昨年から通っている「看取りセミナー(ほぼ隔月、東大本郷で開かれている)」で「ドゥーラ」ということばを知った。

ギリシャ語語源のこのことばのもともとの意味は「他の女性を助ける経験豊かな女性」ということだそうだ。

それが転じて「妊娠、出産、育児の現場で寄り添う女性」つまり「助産婦」とか「産婆」さんのことを指すことばに変わったという。

この「ドゥーラ」という概念を、出産、子育ての現場だけでなく介護、看取りの領域にまで広げていこうという動きがここ数年世界的に広まってきている。

その根本にあるのは、現在の介護現場と出産現場のあまりにも酷似している環境だ。

どちらも、本来あるべき「家庭」という空間から「病院」という空間に移り、医療行為という専門性に全てが集約されてしまっている。
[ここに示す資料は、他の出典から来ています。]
// Copyright 2023 The Arbor Developers
//
// Licensed under the Apache License, Version 2.0 (the "License");
// you may not use this file except in compliance with the License.
// You may obtain a copy of the License at
//
//     http://www.apache.org/licenses/LICENSE-2.0
//
// Unless required by applicable law or agreed to in writing, software
// distributed under the License is distributed on an "AS IS" BASIS,
// WITHOUT WARRANTIES OR CONDITIONS OF ANY KIND, either express or implied.
// See the License for the specific language governing permissions and
// limitations under the License.

//! Facade and handler for the rest of the blockchain implementation
//! and mostly the chain pipeline.
//!
//! Readers may look at the record cache without the async lock because
//! records are never mutated in place; writers must hold [`Blockchain::lock`]
//! across any mutation sequence.

use std::collections::HashMap;
use std::sync::{Arc, RwLock};

use futures::future::join_all;
use tokio::sync::Mutex;

use arbor_core::consensus::{
	can_finish_epoch, can_finish_sub_epoch, is_overflow_sub_block, ConsensusConstants,
};
use arbor_core::core::{
	EndOfSubSlotBundle, FullBlock, Hash, Hashed, SubBlockRecord, SubEpochSummary,
	UnfinishedBlock, Verifiers,
};

use crate::error::{Error, ErrorKind};
use crate::pipe::{self, BlockContext};
use crate::store::{BlockStore, CoinStore};
use crate::types::{PreValidationResult, ReceiveBlockResult};

/// Upper bound on backwards walks through block bodies when locating the
/// sub-slots around a block.
const MAX_SLOT_WALK_BLOCKS: u32 = 1_000;

struct ChainState {
	// in-memory record cache; a superset of the recent canonical chain,
	// orphans included
	records: HashMap<Hash, SubBlockRecord>,
	// canonical chain only
	height_to_hash: HashMap<u32, Hash>,
	peak: Option<Hash>,
}

/// Facade to the blockchain block processing pipeline and storage. Holds the
/// write lock callers must take around any mutation sequence.
pub struct Blockchain {
	/// Async write lock serializing block commits, unfinished-block
	/// validation, warmup and peak post-processing.
	pub lock: Mutex<()>,

	constants: Arc<ConsensusConstants>,
	verifiers: Verifiers,
	block_store: Arc<dyn BlockStore>,
	coin_store: Arc<dyn CoinStore>,
	state: RwLock<ChainState>,
}
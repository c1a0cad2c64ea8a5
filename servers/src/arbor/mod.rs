// Copyright 2023 The Arbor Developers
//
// Licensed under the Apache License, Version 2.0 (the "License");
// you may not use this file except in compliance with the License.
// You may obtain a copy of the License at
//
//     http://www.apache.org/licenses/LICENSE-2.0
//
// Unless required by applicable law or agreed to in writing, software
// distributed under the License is distributed on an "AS IS" BASIS,
// WITHOUT WARRANTIES OR CONDITIONS OF ANY KIND, either express or implied.
// See the License for the specific language governing permissions and
// limitations under the License.

//! The full node proper, split by concern: the node core and peak
//! processing, the sync coordinator, and the timelord-facing handlers of
//! the block assembly round-trip.

pub mod node;
pub mod sync;
pub mod timelord;
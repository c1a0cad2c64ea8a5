// Copyright 2023 The Arbor Developers
//
// Licensed under the Apache License, Version 2.0 (the "License");
// you may not use this file except in compliance with the License.
// You may obtain a copy of the License at
//
//     http://www.apache.org/licenses/LICENSE-2.0
//
// Unless required by applicable law or agreed to in writing, software
// distributed under the License is distributed on an "AS IS" BASIS,
// WITHOUT WARRANTIES OR CONDITIONS OF ANY KIND, either express or implied.
// See the License for the specific language governing permissions and
// limitations under the License.

//! The transaction pool: pending spend bundles, fingerprinted for cheap
//! mempool diffs between peers and revalidated on every peak change.

#![deny(non_upper_case_globals)]
#![deny(non_camel_case_types)]
#![deny(non_snake_case)]
#![deny(unused_mut)]
#![warn(missing_docs)]

#[macro_use]
extern crate log;
#[macro_use]
extern crate serde_derive;
#[macro_use]
extern crate failure_derive;

pub mod conditions;
mod pool;
pub mod types;

pub use crate::conditions::{check_conditions, ConditionOpcode};
pub use crate::pool::Mempool;
pub use crate::types::{
	BlockChainView, Condition, MempoolItem, Npc, PoolConfig, PoolError, ProgramRunner,
	SpendBundle,
};
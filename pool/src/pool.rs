// Copyright 2023 The Arbor Developers
//
// Licensed under the Apache License, Version 2.0 (the "License");
// you may not use this file except in compliance with the License.
// You may obtain a copy of the License at
//
//     http://www.apache.org/licenses/LICENSE-2.0
//
// Unless required by applicable law or agreed to in writing, software
// distributed under the License is distributed on an "AS IS" BASIS,
// WITHOUT WARRANTIES OR CONDITIONS OF ANY KIND, either express or implied.
// See the License for the specific language governing permissions and
// limitations under the License.

//! The pool itself. Holds pending spend bundles keyed by name, an index of
//! the coins they remove, and produces the fingerprint filter peers use to
//! request only the entries they are missing.

use std::collections::{HashMap, HashSet};
use std::hash::Hasher;
use std::sync::{Arc, RwLock};

use chrono::Utc;
use croaring::Bitmap;
use siphasher::sip::SipHasher24;

use arbor_core::core::{Hash, SubBlockRecord};

use crate::conditions::check_conditions;
use crate::types::{
	BlockChainView, MempoolItem, Npc, PoolConfig, PoolError, ProgramRunner, SpendBundle,
};

struct Inner {
	items: HashMap<Hash, MempoolItem>,
	// coin id -> bundle that removes it
	removals: HashMap<Hash, Hash>,
	peak: Option<SubBlockRecord>,
}

/// The transaction pool. Admission validates against the unspent-coin view
/// of the current peak; every peak change re-runs that validation for the
/// whole pool.
pub struct Mempool {
	config: PoolConfig,
	runner: Arc<dyn ProgramRunner>,
	chain: Arc<dyn BlockChainView>,
	inner: RwLock<Inner>,
}

impl Mempool {
	/// Create a new pool over the given chain view and script VM.
	pub fn new(
		config: PoolConfig,
		chain: Arc<dyn BlockChainView>,
		runner: Arc<dyn ProgramRunner>,
	) -> Mempool {
		Mempool {
			config,
			runner,
			chain,
			inner: RwLock::new(Inner {
				items: HashMap::new(),
				removals: HashMap::new(),
				peak: None,
			}),
		}
	}

	/// Number of bundles currently pending.
	pub fn size(&self) -> usize {
		self.inner.read().unwrap().items.len()
	}

	/// Whether a bundle with this name is pending.
	pub fn contains(&self, name: &Hash) -> bool {
		self.inner.read().unwrap().items.contains_key(name)
	}

	/// Pending bundle by name.
	pub fn get(&self, name: &Hash) -> Option<MempoolItem> {
		self.inner.read().unwrap().items.get(name).cloned()
	}

	/// Try to admit a spend bundle. On success returns its name.
	pub fn new_spend_bundle(&self, bundle: SpendBundle) -> Result<Hash, PoolError> {
		let name = bundle.name();
		if self.contains(&name) {
			return Err(PoolError::AlreadyInPool);
		}
		let peak = match self.inner.read().unwrap().peak.clone() {
			Some(p) => p,
			None => return Err(PoolError::NoPeak),
		};
		if self.size() >= self.config.max_tx_count {
			return Err(PoolError::Other("pool is full".to_owned()));
		}

		let (cost, npc_list) = self
			.runner
			.get_name_puzzle_conditions(&bundle.program, self.config.max_tx_cost)?;

		let removals: HashSet<Hash> = npc_list.iter().map(|npc| npc.coin_name).collect();
		{
			let inner = self.inner.read().unwrap();
			for coin in &removals {
				if let Some(other) = inner.removals.get(coin) {
					return Err(PoolError::DoubleSpend(*other));
				}
			}
		}

		self.validate_npcs(&npc_list, &removals, &peak)?;

		let mut inner = self.inner.write().unwrap();
		for coin in &removals {
			inner.removals.insert(*coin, name);
		}
		inner.items.insert(
			name,
			MempoolItem {
				name,
				bundle,
				npc_list,
				cost,
			},
		);
		debug!("pool: admitted {}, {} pending", name, inner.items.len());
		Ok(name)
	}

	// every spend must remove a known, unspent coin and all its conditions
	// must hold against the peak
	fn validate_npcs(
		&self,
		npc_list: &[Npc],
		removals: &HashSet<Hash>,
		peak: &SubBlockRecord,
	) -> Result<(), PoolError> {
		let now_millis = Utc::now().timestamp_millis() as u64;
		for npc in npc_list {
			let record = self
				.chain
				.coin_record(&npc.coin_name)
				.ok_or(PoolError::UnknownCoin(npc.coin_name))?;
			if !record.unspent() {
				return Err(PoolError::CoinSpent(npc.coin_name));
			}
			check_conditions(npc, &record, removals, peak.sub_block_height, now_millis)?;
		}
		Ok(())
	}

	/// The peak moved: remember it and drop every bundle that no longer
	/// validates against the new unspent-coin view.
	pub fn new_peak(&self, peak: Option<SubBlockRecord>) {
		let peak = match peak {
			Some(p) => p,
			None => return,
		};
		let items: Vec<MempoolItem> = {
			let mut inner = self.inner.write().unwrap();
			inner.peak = Some(peak.clone());
			inner.items.values().cloned().collect()
		};

		let mut dropped = vec![];
		for item in items {
			let removals: HashSet<Hash> =
				item.npc_list.iter().map(|npc| npc.coin_name).collect();
			if self.validate_npcs(&item.npc_list, &removals, &peak).is_err() {
				dropped.push(item);
			}
		}

		if !dropped.is_empty() {
			let mut inner = self.inner.write().unwrap();
			for item in &dropped {
				inner.items.remove(&item.name);
				for npc in &item.npc_list {
					inner.removals.remove(&npc.coin_name);
				}
			}
			info!(
				"pool: dropped {} stale bundles at peak {}",
				dropped.len(),
				peak.sub_block_height
			);
		}
	}

	/// Fingerprint filter of everything pending, keyed to the current peak.
	/// Peers send back the transactions whose fingerprints we lack.
	pub fn get_filter(&self) -> Vec<u8> {
		let inner = self.inner.read().unwrap();
		let (k0, k1) = match inner.peak {
			Some(ref p) => sip_keys(&p.header_hash),
			None => (0, 0),
		};
		let mut bitmap = Bitmap::create();
		for name in inner.items.keys() {
			bitmap.add(short_id(name, k0, k1));
		}
		bitmap.serialize()
	}

	/// Names in our pool whose fingerprints are missing from a peer's
	/// filter, the entries the peer asked us to send.
	pub fn missing_from_filter(&self, filter: &[u8]) -> Vec<Hash> {
		let bitmap = Bitmap::deserialize(filter);
		let inner = self.inner.read().unwrap();
		let (k0, k1) = match inner.peak {
			Some(ref p) => sip_keys(&p.header_hash),
			None => (0, 0),
		};
		inner
			.items
			.keys()
			.filter(|name| !bitmap.contains(short_id(name, k0, k1)))
			.cloned()
			.collect()
	}
}

// filter fingerprints are keyed by the peak so they cannot be precomputed
fn sip_keys(peak_hash: &Hash) -> (u64, u64) {
	let mut k0: u64 = 0;
	let mut k1: u64 = 0;
	for i in 0..8 {
		k0 = (k0 << 8) | peak_hash.0[i] as u64;
		k1 = (k1 << 8) | peak_hash.0[i + 8] as u64;
	}
	(k0, k1)
}

fn short_id(name: &Hash, k0: u64, k1: u64) -> u32 {
	let mut hasher = SipHasher24::new_with_keys(k0, k1);
	hasher.write(name.to_slice());
	(hasher.finish() & 0xffff_ffff) as u32
}
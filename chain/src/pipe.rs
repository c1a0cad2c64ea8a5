// Copyright 2023 The Arbor Developers
//
// Licensed under the Apache License, Version 2.0 (the "License");
// you may not use this file except in compliance with the License.
// You may obtain a copy of the License at
//
//     http://www.apache.org/licenses/LICENSE-2.0
//
// Unless required by applicable law or agreed to in writing, software
// distributed under the License is distributed on an "AS IS" BASIS,
// WITHOUT WARRANTIES OR CONDITIONS OF ANY KIND, either express or implied.
// See the License for the specific language governing permissions and
// limitations under the License.

//! Implementation of the chain block acceptance (or refusal) pipeline.
//!
//! The chain-free checks live in [`pre_validate`] so they can run on a
//! worker pool without any locks; everything that needs the previous record
//! runs in [`build_record`] under the chain's write lock.

use arbor_core::consensus::{
	calculate_ip_iters, is_overflow_sub_block, ConsensusConstants,
};
use arbor_core::core::{
	FullBlock, Hashed, SubBlockRecord, SubEpochSummary, UnfinishedBlock, Verifiers,
};

use crate::error::ErrorKind;
use crate::types::PreValidationResult;

/// Contextual information required to turn a pre-validated block into a
/// record, all of it read from the chain before the block is committed.
pub struct BlockContext<'a> {
	/// Consensus constants in force.
	pub constants: &'a ConsensusConstants,
	/// Record of the previous sub-block, `None` only for genesis.
	pub prev: Option<SubBlockRecord>,
	/// Difficulty in force for this sub-block.
	pub difficulty: u64,
	/// Sub-slot iterations in force for this sub-block.
	pub sub_slot_iters: u64,
	/// Sub-epoch summary this sub-block finalizes, if any.
	pub ses: Option<SubEpochSummary>,
}

// block processing pipeline
// 1. chain-free validity: proof of space, signatures, VDF witnesses
// 2. does it connect, and what does the chain say its parameters are
// 3. recompute the trunk values and refuse anything that disagrees
// 4. store it, then let the chain decide whether the peak moved

/// First, chain-free level of block validation. The checks are arranged by
/// cost to keep the DoS surface as small as possible. Returns the iteration
/// requirement of the proof of space on success.
pub fn pre_validate(
	block: &FullBlock,
	constants: &ConsensusConstants,
	verifiers: &Verifiers,
) -> PreValidationResult {
	let rcsb = &block.reward_chain_sub_block;

	if rcsb.signage_point_index >= constants.num_sps_sub_slot {
		return PreValidationResult::fail(ErrorKind::InvalidSignagePointIndex(
			rcsb.signage_point_index,
		));
	}

	if block.foliage_sub_block.reward_block_hash != rcsb.hash() {
		return PreValidationResult::fail(ErrorKind::InvalidFoliageSignature);
	}

	let required_iters = match verifiers.pospace.required_iters(
		&rcsb.proof_of_space,
		&rcsb.pos_ss_cc_challenge_hash,
		rcsb.signage_point_index,
	) {
		Some(iters) => iters,
		None => return PreValidationResult::fail(ErrorKind::InvalidProofOfSpace),
	};

	if !verifiers.bls.verify(
		&rcsb.proof_of_space.plot_public_key,
		&block.foliage_sub_block.foliage_sub_block_data.bytes(),
		&block.foliage_sub_block.foliage_sub_block_signature,
	) {
		return PreValidationResult::fail(ErrorKind::InvalidFoliageSignature);
	}

	if !verifiers
		.vdf
		.verify(&rcsb.challenge_chain_ip_vdf, &block.challenge_chain_ip_proof)
		|| !verifiers
			.vdf
			.verify(&rcsb.reward_chain_ip_vdf, &block.reward_chain_ip_proof)
	{
		return PreValidationResult::fail(ErrorKind::InvalidVdf);
	}

	if let Err(e) = validate_finished_sub_slots(block, verifiers) {
		return PreValidationResult::fail(e);
	}

	PreValidationResult::pass(required_iters)
}

/// Validates the internal consistency of a block's finished sub-slots: the
/// reward chain must commit to the challenge chain, consecutive slots must
/// chain into each other, and every end-of-slot VDF must verify.
pub fn validate_finished_sub_slots(
	block: &FullBlock,
	verifiers: &Verifiers,
) -> Result<(), ErrorKind> {
	let mut prev_cc_hash = None;
	for bundle in &block.finished_sub_slots {
		if bundle.reward_chain.challenge_chain_sub_slot_hash != bundle.challenge_chain.hash() {
			return Err(ErrorKind::InvalidSubSlotLinkage);
		}
		if let Some(prev) = prev_cc_hash {
			if bundle.challenge_chain.end_of_slot_vdf.challenge != prev {
				return Err(ErrorKind::InvalidSubSlotLinkage);
			}
		}
		if !verifiers.vdf.verify(
			&bundle.challenge_chain.end_of_slot_vdf,
			&bundle.proofs.challenge_chain_slot_proof,
		) || !verifiers.vdf.verify(
			&bundle.reward_chain.end_of_slot_vdf,
			&bundle.proofs.reward_chain_slot_proof,
		) {
			return Err(ErrorKind::InvalidVdf);
		}
		prev_cc_hash = Some(bundle.challenge_chain.hash());
	}
	Ok(())
}

/// Chain-free validation of an unfinished block: proof of space, foliage
/// signature and any signage point VDFs it carries. Returns the iteration
/// requirement on success.
pub fn validate_unfinished(
	block: &UnfinishedBlock,
	constants: &ConsensusConstants,
	verifiers: &Verifiers,
) -> Result<u64, ErrorKind> {
	let rcsb = &block.reward_chain_sub_block;

	if rcsb.signage_point_index >= constants.num_sps_sub_slot {
		return Err(ErrorKind::InvalidSignagePointIndex(rcsb.signage_point_index));
	}

	let required_iters = verifiers
		.pospace
		.required_iters(
			&rcsb.proof_of_space,
			&rcsb.pos_ss_cc_challenge_hash,
			rcsb.signage_point_index,
		)
		.ok_or(ErrorKind::InvalidProofOfSpace)?;

	if !verifiers.bls.verify(
		&rcsb.proof_of_space.plot_public_key,
		&block.foliage_sub_block.foliage_sub_block_data.bytes(),
		&block.foliage_sub_block.foliage_sub_block_signature,
	) {
		return Err(ErrorKind::InvalidFoliageSignature);
	}

	if let (Some(vdf), Some(proof)) = (&rcsb.challenge_chain_sp_vdf, &block.challenge_chain_sp_proof)
	{
		if !verifiers.vdf.verify(vdf, proof) {
			return Err(ErrorKind::InvalidVdf);
		}
	}
	if let (Some(vdf), Some(proof)) = (&rcsb.reward_chain_sp_vdf, &block.reward_chain_sp_proof) {
		if !verifiers.vdf.verify(vdf, proof) {
			return Err(ErrorKind::InvalidVdf);
		}
	}

	Ok(required_iters)
}

/// Recomputes the trunk values of a block from its parent's record and
/// refuses the block if its claims disagree. On success, the derived record
/// is what the chain stores; it is never mutated afterwards.
pub fn build_record(
	block: &FullBlock,
	required_iters: u64,
	ctx: &BlockContext<'_>,
) -> Result<SubBlockRecord, ErrorKind> {
	let constants = ctx.constants;
	let rcsb = &block.reward_chain_sub_block;
	let new_slots = block.finished_sub_slots.len() as u128;
	let ssi = ctx.sub_slot_iters;

	let (sub_block_height, weight, slot_start, deficit) = match ctx.prev {
		Some(ref prev) => {
			let height = prev
				.sub_block_height
				.checked_add(1)
				.ok_or(ErrorKind::InvalidBlockHeight)?;
			let weight = prev.weight + ctx.difficulty as u128;
			let slot_start = if new_slots > 0 {
				let prev_slot_end =
					prev.ip_sub_slot_total_iters(constants) + prev.sub_slot_iters as u128;
				prev_slot_end + (new_slots - 1) * ssi as u128
			} else {
				prev.ip_sub_slot_total_iters(constants)
			};
			let deficit = if new_slots > 0 && prev.deficit == 0 {
				constants.min_sub_blocks_per_challenge_block - 1
			} else {
				prev.deficit.saturating_sub(1)
			};
			(height, weight, slot_start, deficit)
		}
		None => (
			0,
			ctx.difficulty as u128,
			new_slots * ssi as u128,
			constants.min_sub_blocks_per_challenge_block - 1,
		),
	};

	let ip_iters = calculate_ip_iters(constants, ssi, rcsb.signage_point_index, required_iters);
	let total_iters = slot_start + ip_iters as u128;

	if rcsb.sub_block_height != sub_block_height {
		return Err(ErrorKind::InvalidBlockHeight);
	}
	if rcsb.weight != weight {
		return Err(ErrorKind::InvalidWeight);
	}
	if rcsb.total_iters != total_iters {
		return Err(ErrorKind::InvalidTotalIters);
	}

	Ok(SubBlockRecord {
		header_hash: block.header_hash(),
		prev_hash: block.prev_header_hash(),
		sub_block_height,
		weight,
		total_iters,
		signage_point_index: rcsb.signage_point_index,
		required_iters,
		sub_slot_iters: ssi,
		deficit,
		overflow: is_overflow_sub_block(constants, rcsb.signage_point_index),
		first_in_sub_slot: new_slots > 0 || sub_block_height == 0,
		reward_infusion_new_challenge: rcsb.hash(),
		sub_epoch_summary_included: ctx.ses.clone(),
	})
}
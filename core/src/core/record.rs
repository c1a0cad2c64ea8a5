// Copyright 2023 The Arbor Developers
//
// Licensed under the Apache License, Version 2.0 (the "License");
// you may not use this file except in compliance with the License.
// You may obtain a copy of the License at
//
//     http://www.apache.org/licenses/LICENSE-2.0
//
// Unless required by applicable law or agreed to in writing, software
// distributed under the License is distributed on an "AS IS" BASIS,
// WITHOUT WARRANTIES OR CONDITIONS OF ANY KIND, either express or implied.
// See the License for the specific language governing permissions and
// limitations under the License.

//! The compact record kept for every accepted sub-block. Records are created
//! once when the chain accepts a block and never mutated; long forks may
//! evict them from the in-memory cache but the persisted copy remains.

use crate::consensus::{calculate_ip_iters, calculate_sp_iters, ConsensusConstants};
use crate::core::block::SubEpochSummary;
use crate::core::hash::Hash;

/// Canonical, hashable description of one accepted sub-block.
#[derive(Clone, PartialEq, Eq, Debug, Serialize, Deserialize)]
pub struct SubBlockRecord {
	/// Header hash of the sub-block.
	pub header_hash: Hash,
	/// Header hash of the previous sub-block, or the genesis marker.
	pub prev_hash: Hash,
	/// Height in the chain.
	pub sub_block_height: u32,
	/// Cumulative difficulty, strictly increasing along any accepted chain.
	pub weight: u128,
	/// Cumulative VDF iterations at the infusion point.
	pub total_iters: u128,
	/// Index of the signage point within its sub-slot.
	pub signage_point_index: u8,
	/// Iterations the proof-of-space quality requires.
	pub required_iters: u64,
	/// Sub-slot iterations in force for this sub-block.
	pub sub_slot_iters: u64,
	/// Infusions still required before the next sub-slot can close.
	pub deficit: u8,
	/// Signage point in the previous sub-slot, infusion point in this one.
	pub overflow: bool,
	/// True if this sub-block opened its sub-slot.
	pub first_in_sub_slot: bool,
	/// Reward chain hash at the infusion, the challenge the next infusion
	/// chains from.
	pub reward_infusion_new_challenge: Hash,
	/// Sub-epoch summary finalized by this sub-block, if any.
	pub sub_epoch_summary_included: Option<SubEpochSummary>,
}

impl SubBlockRecord {
	/// Whether this record is the challenge sub-block of its slot, the first
	/// infusion after a deficit reset.
	pub fn is_challenge_sub_block(&self, constants: &ConsensusConstants) -> bool {
		self.deficit == constants.min_sub_blocks_per_challenge_block - 1
	}

	/// Iterations from the start of the sub-slot to the infusion point.
	pub fn ip_iters(&self, constants: &ConsensusConstants) -> u64 {
		calculate_ip_iters(
			constants,
			self.sub_slot_iters,
			self.signage_point_index,
			self.required_iters,
		)
	}

	/// Iterations from the start of the sub-slot to the signage point.
	pub fn sp_iters(&self, constants: &ConsensusConstants) -> u64 {
		calculate_sp_iters(constants, self.sub_slot_iters, self.signage_point_index)
	}

	/// Total iterations at the start of the sub-slot holding the infusion
	/// point.
	pub fn ip_sub_slot_total_iters(&self, constants: &ConsensusConstants) -> u128 {
		self.total_iters - self.ip_iters(constants) as u128
	}

	/// Total iterations at the start of the sub-slot holding the signage
	/// point. One slot earlier than the infusion for overflow sub-blocks.
	pub fn sp_sub_slot_total_iters(&self, constants: &ConsensusConstants) -> u128 {
		let ip_slot_start = self.ip_sub_slot_total_iters(constants);
		if self.overflow {
			ip_slot_start.saturating_sub(self.sub_slot_iters as u128)
		} else {
			ip_slot_start
		}
	}

	/// Total iterations at the signage point.
	pub fn sp_total_iters(&self, constants: &ConsensusConstants) -> u128 {
		self.sp_sub_slot_total_iters(constants) + self.sp_iters(constants) as u128
	}
}
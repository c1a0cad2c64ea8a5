// Copyright 2023 The Arbor Developers
//
// Licensed under the Apache License, Version 2.0 (the "License");
// you may not use this file except in compliance with the License.
// You may obtain a copy of the License at
//
//     http://www.apache.org/licenses/LICENSE-2.0
//
// Unless required by applicable law or agreed to in writing, software
// distributed under the License is distributed on an "AS IS" BASIS,
// WITHOUT WARRANTIES OR CONDITIONS OF ANY KIND, either express or implied.
// See the License for the specific language governing permissions and
// limitations under the License.

//! The peer-to-peer surface of the node: the messages the four peer classes
//! exchange, the peer handle the transport implements and the registry the
//! node broadcasts through. The wire transport itself is a collaborator.

#![deny(non_upper_case_globals)]
#![deny(non_camel_case_types)]
#![deny(non_snake_case)]
#![deny(unused_mut)]
#![warn(missing_docs)]

#[macro_use]
extern crate bitflags;
#[macro_use]
extern crate log;
#[macro_use]
extern crate serde_derive;

pub mod msg;
mod peer;
mod peers;
mod types;

pub use crate::msg::Message;
pub use crate::peer::{Peer, SubBlocksReply};
pub use crate::peers::Peers;
pub use crate::types::{Capabilities, Error, NodeType, P2PConfig, PeerId};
本当は、「家で生まれて家で死ぬ」が普通だったのが、ある時から人間は「病院で生まれて病院で死ぬのが普通」に変わってしまった。

だからこそ起きる「子育ての迷い」や「人と人の心の絆の欠如」「(人の一生に起きるさまざまな)悩みと絶望」といったものにもう一度「原点」に戻って対処していこうという動きがこの「ドゥーラ」ということばには含まれているのだ。

このセミナーの主宰者であるK先生(この方は看護士さんでもある)から「みつとみさんのやっていることは、音楽の領域でありながらこのドゥーラの考え方にとても近いので、<音楽ドゥーラ>という新しい立場で発言なさっては?」と勧められた。

いや、しかし、私がそんなことばを大上段に名乗るには私自身がまだあまりにもドゥーラについて勉強不足です。ですので、もう少し勉強させてください」と言ってその申し出はとりあえず丁重に辞退した。

しかし、私がやってきた「(フルムスという女性オーケストラの活動を含め)女性支援のための音楽活動」やこれまでの「音楽を世の中へどうしたら役立てていくことができるのか」といった運動のベクトルはたしかにこの「ドゥーラ」に限りなく近い。

こうした人と人との絆がどんどん希薄になる地球という星をもっと「良い空気」で満たすには音楽の役割もけっして少なくないのではと思う。

音楽療法なんてことばを使わなくても、もう音楽という存在自体が「セラピー」だし、十分人々や世の中の「癒し」になっているのだから。

ふと、60年以上前の5月15日に実家で生まれた弟の誕生風景を思い出した。

実家の居間で出産した弟を取り上げるお産婆さん(実家の近所には何人かのお産婆さんが看板を掲げていた)。

お風呂で産湯につかっている生まれたての赤ん坊。

祖母や叔母から「入ってきてはいけない」と言われた「禁断の光景」は、(私の脳内でのみ)今でも忠実に再現される。

そうか、明日があの日だったのか…。